> REQUIREMENT
Copy every entry precisely.

> RECORDS FOR THE TASK
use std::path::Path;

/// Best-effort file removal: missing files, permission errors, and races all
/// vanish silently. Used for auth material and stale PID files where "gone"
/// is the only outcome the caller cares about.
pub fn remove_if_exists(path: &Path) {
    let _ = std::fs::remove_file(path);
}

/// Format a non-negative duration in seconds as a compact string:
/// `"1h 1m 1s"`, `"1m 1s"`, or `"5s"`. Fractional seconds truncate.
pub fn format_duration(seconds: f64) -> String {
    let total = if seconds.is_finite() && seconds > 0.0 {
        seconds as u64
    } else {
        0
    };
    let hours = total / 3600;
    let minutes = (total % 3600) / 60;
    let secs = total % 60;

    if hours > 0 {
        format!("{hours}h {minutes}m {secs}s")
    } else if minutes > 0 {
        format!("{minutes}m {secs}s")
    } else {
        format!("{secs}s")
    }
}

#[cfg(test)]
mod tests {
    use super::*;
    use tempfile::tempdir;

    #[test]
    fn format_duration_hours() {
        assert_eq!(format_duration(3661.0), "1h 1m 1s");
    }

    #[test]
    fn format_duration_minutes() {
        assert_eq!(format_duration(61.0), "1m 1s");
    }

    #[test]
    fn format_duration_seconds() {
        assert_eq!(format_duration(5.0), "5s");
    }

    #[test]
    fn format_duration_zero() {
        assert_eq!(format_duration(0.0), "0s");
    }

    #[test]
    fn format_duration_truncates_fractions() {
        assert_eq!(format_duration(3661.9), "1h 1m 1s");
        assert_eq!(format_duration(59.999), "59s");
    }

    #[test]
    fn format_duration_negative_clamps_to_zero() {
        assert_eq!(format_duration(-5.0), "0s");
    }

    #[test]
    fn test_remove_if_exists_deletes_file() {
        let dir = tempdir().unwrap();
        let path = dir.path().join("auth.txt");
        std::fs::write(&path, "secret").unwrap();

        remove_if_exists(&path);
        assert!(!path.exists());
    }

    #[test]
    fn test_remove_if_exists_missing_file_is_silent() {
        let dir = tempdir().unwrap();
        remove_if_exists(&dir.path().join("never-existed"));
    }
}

> OUTPUT BELOW
use std::path::Path;

/// Best-effort file removal: missing files, permission errors, and races all
/// vanish silently. Used for auth material and stale PID files where "gone"
/// is the only outcome the caller cares about.
pub fn remove_if_exists(path: &Path) {
    let _ = std::fs::remove_file(path);
}

/// Format a non-negative duration in seconds as a compact string:
/// `"1h 1m 1s"`, `"1m 1s"`, or `"5s"`. Fractional seconds truncate.
pub fn format_duration(seconds: f64) -> String {
    let total = if seconds.is_finite() && seconds > 0.0 {
        seconds as u64
    } else {
        0
    };
    let hours = total / 3600;
    let minutes = (total % 3600) / 60;
    let secs = total % 60;

    if hours > 0 {
        format!("{hours}h {minutes}m {secs}s")
    } else if minutes > 0 {
        format!("{minutes}m {secs}s")
    } else {
        format!("{secs}s")
    }
}

#[cfg(test)]
mod tests {
    use super::*;
    use tempfile::tempdir;

    #[test]
    fn format_duration_hours() {
        assert_eq!(format_duration(3661.0), "1h 1m 1s");
    }

    #[test]
    fn format_duration_minutes() {
        assert_eq!(format_duration(61.0), "1m 1s");
    }

    #[test]
    fn format_duration_seconds() {
        assert_eq!(format_duration(5.0), "5s");
    }

    #[test]
    fn format_duration_zero() {
        assert_eq!(format_duration(0.0), "0s");
    }

    #[test]
    fn format_duration_truncates_fractions() {
        assert_eq!(format_duration(3661.9), "1h 1m 1s");
        assert_eq!(format_duration(59.999), "59s");
    }

    #[test]
    fn format_duration_negative_clamps_to_zero() {
        assert_eq!(format_duration(-5.0), "0s");
    }

    #[test]
    fn test_remove_if_exists_deletes_file() {
        let dir = tempdir().unwrap();
        let path = dir.path().join("auth.txt");
        std::fs::write(&path, "secret").unwrap();

        remove_if_exists(&path);
        assert!(!path.exists());
    }

    #[test]
    fn test_remove_if_exists_missing_file_is_silent() {
        let dir = tempdir().unwrap();
        remove_if_exists(&dir.path().join("never-existed"));
    }
}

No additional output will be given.